_Task item_
Copy each of the records exactly; leave nothing out.

[Stored data]
▼▼▼
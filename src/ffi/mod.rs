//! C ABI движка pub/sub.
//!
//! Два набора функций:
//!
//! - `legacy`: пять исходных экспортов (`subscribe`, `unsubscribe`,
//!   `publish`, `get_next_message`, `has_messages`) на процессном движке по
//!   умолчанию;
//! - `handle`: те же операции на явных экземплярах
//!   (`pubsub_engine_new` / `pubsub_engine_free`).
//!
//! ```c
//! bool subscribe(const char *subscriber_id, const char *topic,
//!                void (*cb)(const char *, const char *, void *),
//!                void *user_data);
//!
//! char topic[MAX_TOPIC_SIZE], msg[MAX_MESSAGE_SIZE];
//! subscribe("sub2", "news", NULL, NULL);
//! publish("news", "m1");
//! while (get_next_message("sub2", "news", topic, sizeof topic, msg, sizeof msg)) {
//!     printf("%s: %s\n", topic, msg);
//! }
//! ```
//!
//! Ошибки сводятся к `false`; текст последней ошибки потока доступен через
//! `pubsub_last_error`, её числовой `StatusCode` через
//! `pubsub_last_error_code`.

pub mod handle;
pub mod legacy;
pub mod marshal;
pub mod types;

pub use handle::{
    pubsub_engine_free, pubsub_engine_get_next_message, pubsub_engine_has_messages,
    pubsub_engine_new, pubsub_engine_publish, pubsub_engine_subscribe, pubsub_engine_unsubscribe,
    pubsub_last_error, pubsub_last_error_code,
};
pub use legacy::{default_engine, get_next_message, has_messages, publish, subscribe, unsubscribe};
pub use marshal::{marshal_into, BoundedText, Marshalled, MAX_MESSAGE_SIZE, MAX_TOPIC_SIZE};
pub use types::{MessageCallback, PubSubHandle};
▲▲▲
_Answer to this task_
filename src/ffi/mod.rs
//! C ABI движка pub/sub.
//!
//! Два набора функций:
//!
//! - `legacy`: пять исходных экспортов (`subscribe`, `unsubscribe`,
//!   `publish`, `get_next_message`, `has_messages`) на процессном движке по
//!   умолчанию;
//! - `handle`: те же операции на явных экземплярах
//!   (`pubsub_engine_new` / `pubsub_engine_free`).
//!
//! ```c
//! bool subscribe(const char *subscriber_id, const char *topic,
//!                void (*cb)(const char *, const char *, void *),
//!                void *user_data);
//!
//! char topic[MAX_TOPIC_SIZE], msg[MAX_MESSAGE_SIZE];
//! subscribe("sub2", "news", NULL, NULL);
//! publish("news", "m1");
//! while (get_next_message("sub2", "news", topic, sizeof topic, msg, sizeof msg)) {
//!     printf("%s: %s\n", topic, msg);
//! }
//! ```
//!
//! Ошибки сводятся к `false`; текст последней ошибки потока доступен через
//! `pubsub_last_error`, её числовой `StatusCode` через
//! `pubsub_last_error_code`.

pub mod handle;
pub mod legacy;
pub mod marshal;
pub mod types;

pub use handle::{
    pubsub_engine_free, pubsub_engine_get_next_message, pubsub_engine_has_messages,
    pubsub_engine_new, pubsub_engine_publish, pubsub_engine_subscribe, pubsub_engine_unsubscribe,
    pubsub_last_error, pubsub_last_error_code,
};
pub use legacy::{default_engine, get_next_message, has_messages, publish, subscribe, unsubscribe};
pub use marshal::{marshal_into, BoundedText, Marshalled, MAX_MESSAGE_SIZE, MAX_TOPIC_SIZE};
pub use types::{MessageCallback, PubSubHandle};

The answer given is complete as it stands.